What the task requires
Your task is to transcribe the entries exactly.

Raw data
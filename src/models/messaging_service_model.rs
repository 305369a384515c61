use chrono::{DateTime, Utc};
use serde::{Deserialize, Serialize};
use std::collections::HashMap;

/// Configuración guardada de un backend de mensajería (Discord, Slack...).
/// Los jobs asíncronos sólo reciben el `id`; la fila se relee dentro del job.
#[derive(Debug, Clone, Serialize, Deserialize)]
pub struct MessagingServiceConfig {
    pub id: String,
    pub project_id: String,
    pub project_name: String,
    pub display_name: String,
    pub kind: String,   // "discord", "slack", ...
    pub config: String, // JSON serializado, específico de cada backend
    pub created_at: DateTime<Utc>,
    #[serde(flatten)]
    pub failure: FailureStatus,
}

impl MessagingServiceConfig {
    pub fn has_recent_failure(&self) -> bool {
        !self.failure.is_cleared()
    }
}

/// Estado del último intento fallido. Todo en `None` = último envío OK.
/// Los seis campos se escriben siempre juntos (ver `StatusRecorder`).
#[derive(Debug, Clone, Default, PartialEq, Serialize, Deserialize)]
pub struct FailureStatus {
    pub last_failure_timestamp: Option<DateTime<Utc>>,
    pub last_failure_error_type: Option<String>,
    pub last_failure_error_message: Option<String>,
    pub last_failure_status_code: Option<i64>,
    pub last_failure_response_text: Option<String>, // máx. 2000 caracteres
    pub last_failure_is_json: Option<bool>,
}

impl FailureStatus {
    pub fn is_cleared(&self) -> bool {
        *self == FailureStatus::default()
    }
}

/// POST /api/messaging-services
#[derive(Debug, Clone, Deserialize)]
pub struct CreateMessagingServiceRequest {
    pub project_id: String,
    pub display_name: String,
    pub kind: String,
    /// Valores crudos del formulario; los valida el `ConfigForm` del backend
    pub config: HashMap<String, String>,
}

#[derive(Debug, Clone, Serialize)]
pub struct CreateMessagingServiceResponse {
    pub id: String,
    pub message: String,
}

Exercise solution
filename src/models/messaging_service_model.rs
repository 305369a384515c61
use chrono::{DateTime, Utc};
use serde::{Deserialize, Serialize};
use std::collections::HashMap;

/// Configuración guardada de un backend de mensajería (Discord, Slack...).
/// Los jobs asíncronos sólo reciben el `id`; la fila se relee dentro del job.
#[derive(Debug, Clone, Serialize, Deserialize)]
pub struct MessagingServiceConfig {
    pub id: String,
    pub project_id: String,
    pub project_name: String,
    pub display_name: String,
    pub kind: String,   // "discord", "slack", ...
    pub config: String, // JSON serializado, específico de cada backend
    pub created_at: DateTime<Utc>,
    #[serde(flatten)]
    pub failure: FailureStatus,
}

impl MessagingServiceConfig {
    pub fn has_recent_failure(&self) -> bool {
        !self.failure.is_cleared()
    }
}

/// Estado del último intento fallido. Todo en `None` = último envío OK.
/// Los seis campos se escriben siempre juntos (ver `StatusRecorder`).
#[derive(Debug, Clone, Default, PartialEq, Serialize, Deserialize)]
pub struct FailureStatus {
    pub last_failure_timestamp: Option<DateTime<Utc>>,
    pub last_failure_error_type: Option<String>,
    pub last_failure_error_message: Option<String>,
    pub last_failure_status_code: Option<i64>,
    pub last_failure_response_text: Option<String>, // máx. 2000 caracteres
    pub last_failure_is_json: Option<bool>,
}

impl FailureStatus {
    pub fn is_cleared(&self) -> bool {
        *self == FailureStatus::default()
    }
}

/// POST /api/messaging-services
#[derive(Debug, Clone, Deserialize)]
pub struct CreateMessagingServiceRequest {
    pub project_id: String,
    pub display_name: String,
    pub kind: String,
    /// Valores crudos del formulario; los valida el `ConfigForm` del backend
    pub config: HashMap<String, String>,
}

#[derive(Debug, Clone, Serialize)]
pub struct CreateMessagingServiceResponse {
    pub id: String,
    pub message: String,
}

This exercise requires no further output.